Consider the set $P_{m,n}$ of lattice paths from (0,0) to (m,n) using North (0,1) and East (1,0) steps. To each lattice path L, we associate the 0-1 matrix $M_L$ indexed by $\{0,1,...,n\} \times \{0,1,...,m\}$ which has a 1 in position $(i,j)$ iff L passes through the point $(i,j)$. Let $M_{m,n} = \sum_{L \in P_{m,n}} M_L$.

By construction, the (downward-sloping) "diagonal sums" of each $M_L$ are all 1 -- where by "diagonal" I mean a set of the form $\{(i,j): i+j=k\}$. Therefore, $M_{m,n}$ also has uniform diagonal sums (equal to $|P_{m,n}|$).
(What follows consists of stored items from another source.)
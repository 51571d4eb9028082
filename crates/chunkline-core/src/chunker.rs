//! Chunker — split a payload into ordered fragments.

use bytes::Bytes;

use crate::wire::Fragment;

/// Split `payload` into consecutive fragments of at most `max_fragment_size`
/// body bytes. The last fragment is marked final.
///
/// An empty payload yields a single empty final fragment, so the receiver
/// always sees a terminator. A payload whose length is an exact multiple of
/// `max_fragment_size` yields only full fragments, with no trailing empty one.
///
/// Bodies are zero-copy slices of `payload`.
pub fn make_fragments(payload: &Bytes, max_fragment_size: usize) -> Vec<Fragment> {
    let size = max_fragment_size.max(1);

    if payload.is_empty() {
        return vec![Fragment {
            is_final: true,
            body: Bytes::new(),
        }];
    }

    let count = payload.len().div_ceil(size);
    (0..count)
        .map(|i| {
            let start = i * size;
            let end = (start + size).min(payload.len());
            Fragment {
                is_final: i + 1 == count,
                body: payload.slice(start..end),
            }
        })
        .collect()
}
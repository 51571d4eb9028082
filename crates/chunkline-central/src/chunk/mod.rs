//! Outbound fragment transmission — the data plane.
//!
//! Request payloads are split by the chunker and written one fragment at a
//! time, paced, on a task of their own so reception is never blocked.

pub mod send_worker;

pub use send_worker::SendWorker;
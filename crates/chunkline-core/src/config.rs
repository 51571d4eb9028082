//! Configuration system for chunkline.
//!
//! Resolution order: environment variables → config file → defaults.
//!
//! Config file location:
//!   1. $CHUNKLINE_CONFIG (explicit override)
//!   2. $XDG_CONFIG_HOME/chunkline/config.toml
//!   3. ~/.config/chunkline/config.toml

use serde::{Deserialize, Serialize};
use std::path::PathBuf;
use std::time::Duration;

use crate::wire::DEFAULT_MAX_FRAGMENT_SIZE;

/// Top-level configuration.
#[derive(Debug, Clone, Default, Serialize, Deserialize)]
#[serde(default)]
pub struct ChunklineConfig {
    pub fragment: FragmentConfig,
    pub session: SessionConfig,
    pub identity: IdentityConfig,
}

#[derive(Debug, Clone, Serialize, Deserialize)]
#[serde(default)]
pub struct FragmentConfig {
    /// Maximum body bytes per fragment, not counting the 1-byte header.
    pub max_fragment_size: usize,
    /// Upper bound on a reassembled payload.
    pub max_payload_len: usize,
}

#[derive(Debug, Clone, Serialize, Deserialize)]
#[serde(default)]
pub struct SessionConfig {
    /// How long discovery may run before the transfer is abandoned.
    pub discovery_timeout_ms: u64,
    /// Delay between consecutive fragment writes.
    pub pacing_ms: u64,
    /// Deadline from connect to completed response. 0 = no deadline.
    pub exchange_timeout_ms: u64,
}

#[derive(Debug, Clone, Serialize, Deserialize)]
#[serde(default)]
pub struct IdentityConfig {
    /// Service the peer advertises; discovery is scoped to it.
    pub service: String,
    /// Endpoint the central writes request fragments to.
    pub request_endpoint: String,
    /// Endpoint the peer notifies response fragments on.
    pub response_endpoint: String,
}

// ── Defaults ──────────────────────────────────────────────────────────────────

impl Default for FragmentConfig {
    fn default() -> Self {
        Self {
            max_fragment_size: DEFAULT_MAX_FRAGMENT_SIZE,
            max_payload_len: 64 * 1024,
        }
    }
}

impl Default for SessionConfig {
    fn default() -> Self {
        Self {
            discovery_timeout_ms: 5_000,
            pacing_ms: 25,
            exchange_timeout_ms: 0,
        }
    }
}

impl Default for IdentityConfig {
    fn default() -> Self {
        Self {
            service: "193DB24F-E42E-49D2-9A70-6A5616863A9D".into(),
            request_endpoint: "43CDD5AB-3EF6-496A-A4CC-9933F5ADAF68".into(),
            response_endpoint: "F1A9A759-C922-4219-B62C-1A14F62DE0A4".into(),
        }
    }
}

impl SessionConfig {
    pub fn discovery_timeout(&self) -> Duration {
        Duration::from_millis(self.discovery_timeout_ms)
    }

    pub fn pacing(&self) -> Duration {
        Duration::from_millis(self.pacing_ms)
    }

    pub fn exchange_timeout(&self) -> Option<Duration> {
        (self.exchange_timeout_ms > 0).then(|| Duration::from_millis(self.exchange_timeout_ms))
    }
}

// ── Path helpers ──────────────────────────────────────────────────────────────

fn config_dir() -> PathBuf {
    std::env::var("XDG_CONFIG_HOME")
        .map(PathBuf::from)
        .unwrap_or_else(|_| dirs_or_home().join(".config"))
        .join("chunkline")
}

fn dirs_or_home() -> PathBuf {
    std::env::var("HOME")
        .map(PathBuf::from)
        .unwrap_or_else(|_| PathBuf::from("/tmp"))
}

// ── Errors ────────────────────────────────────────────────────────────────────

#[derive(Debug, thiserror::Error)]
pub enum ConfigError {
    #[error("failed to read {0}: {1}")]
    ReadFailed(PathBuf, std::io::Error),
    #[error("failed to parse {0}: {1}")]
    ParseFailed(PathBuf, toml::de::Error),
    #[error("failed to write {0}: {1}")]
    WriteFailed(PathBuf, std::io::Error),
    #[error("failed to serialize: {0}")]
    SerializeFailed(toml::ser::Error),
    #[error("invalid config: {0}")]
    Invalid(String),
}

// ── Loading ───────────────────────────────────────────────────────────────────

impl ChunklineConfig {
    /// Load config: env vars → file → defaults.
    pub fn load() -> Result<Self, ConfigError> {
        Self::load_from(&Self::file_path())
    }

    /// Load from an explicit path, falling back to defaults if it is absent.
    pub fn load_from(path: &std::path::Path) -> Result<Self, ConfigError> {
        let mut config = if path.exists() {
            let text = std::fs::read_to_string(path)
                .map_err(|e| ConfigError::ReadFailed(path.to_path_buf(), e))?;
            toml::from_str(&text).map_err(|e| ConfigError::ParseFailed(path.to_path_buf(), e))?
        } else {
            ChunklineConfig::default()
        };
        config.apply_env_overrides();
        config.validate()?;
        Ok(config)
    }

    /// Config file path.
    pub fn file_path() -> PathBuf {
        std::env::var("CHUNKLINE_CONFIG")
            .map(PathBuf::from)
            .unwrap_or_else(|_| config_dir().join("config.toml"))
    }

    /// Write default config if none exists. Returns the path.
    pub fn write_default_if_missing() -> Result<PathBuf, ConfigError> {
        let path = Self::file_path();
        Self::write_default_to(&path)?;
        Ok(path)
    }

    /// Write the default config to `path` unless something is already there.
    pub fn write_default_to(path: &std::path::Path) -> Result<(), ConfigError> {
        let path = path.to_path_buf();
        if !path.exists() {
            if let Some(parent) = path.parent() {
                std::fs::create_dir_all(parent)
                    .map_err(|e| ConfigError::WriteFailed(path.clone(), e))?;
            }
            let text = toml::to_string_pretty(&ChunklineConfig::default())
                .map_err(ConfigError::SerializeFailed)?;
            std::fs::write(&path, text).map_err(|e| ConfigError::WriteFailed(path.clone(), e))?;
        }
        Ok(())
    }

    /// Reject values the protocol cannot run with.
    pub fn validate(&self) -> Result<(), ConfigError> {
        if self.fragment.max_fragment_size == 0 {
            return Err(ConfigError::Invalid(
                "fragment.max_fragment_size must be at least 1".into(),
            ));
        }
        if self.fragment.max_payload_len == 0 {
            return Err(ConfigError::Invalid(
                "fragment.max_payload_len must be at least 1".into(),
            ));
        }
        Ok(())
    }

    /// Apply CHUNKLINE_* env var overrides.
    fn apply_env_overrides(&mut self) {
        if let Some(v) = env_number("CHUNKLINE_SESSION__DISCOVERY_TIMEOUT_MS") {
            self.session.discovery_timeout_ms = v;
        }
        if let Some(v) = env_number("CHUNKLINE_SESSION__PACING_MS") {
            self.session.pacing_ms = v;
        }
        if let Some(v) = env_number("CHUNKLINE_SESSION__EXCHANGE_TIMEOUT_MS") {
            self.session.exchange_timeout_ms = v;
        }
        if let Some(v) = env_number("CHUNKLINE_FRAGMENT__MAX_FRAGMENT_SIZE") {
            self.fragment.max_fragment_size = v;
        }
        if let Some(v) = env_number("CHUNKLINE_FRAGMENT__MAX_PAYLOAD_LEN") {
            self.fragment.max_payload_len = v;
        }
    }
}

fn env_number<T: std::str::FromStr>(key: &str) -> Option<T> {
    let raw = std::env::var(key).ok()?;
    match raw.parse() {
        Ok(v) => Some(v),
        Err(_) => {
            tracing::warn!(key, value = %raw, "ignoring non-numeric override");
            None
        }
    }
}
What's more is that $M_{m,n}$ also has uniform row and column sums. This can be shown with bijections (in the column case) between lattice path-point pairs $(L,p)$, where $p$ is a point that $L$ passes through. To see that columns $i$ and $j$ have the same sum in $M_{m,n}$, we use the following involution. Given a pair $(L,p)$ with $p$ in column $i$, we rotate by $180 ^\circ$ the segment of $L$ between columns $i$ and $j$ inclusive. This results in a (presumably different) lattice path $L'$ and $p$ has been mapped to a point $p'$ in column $j$.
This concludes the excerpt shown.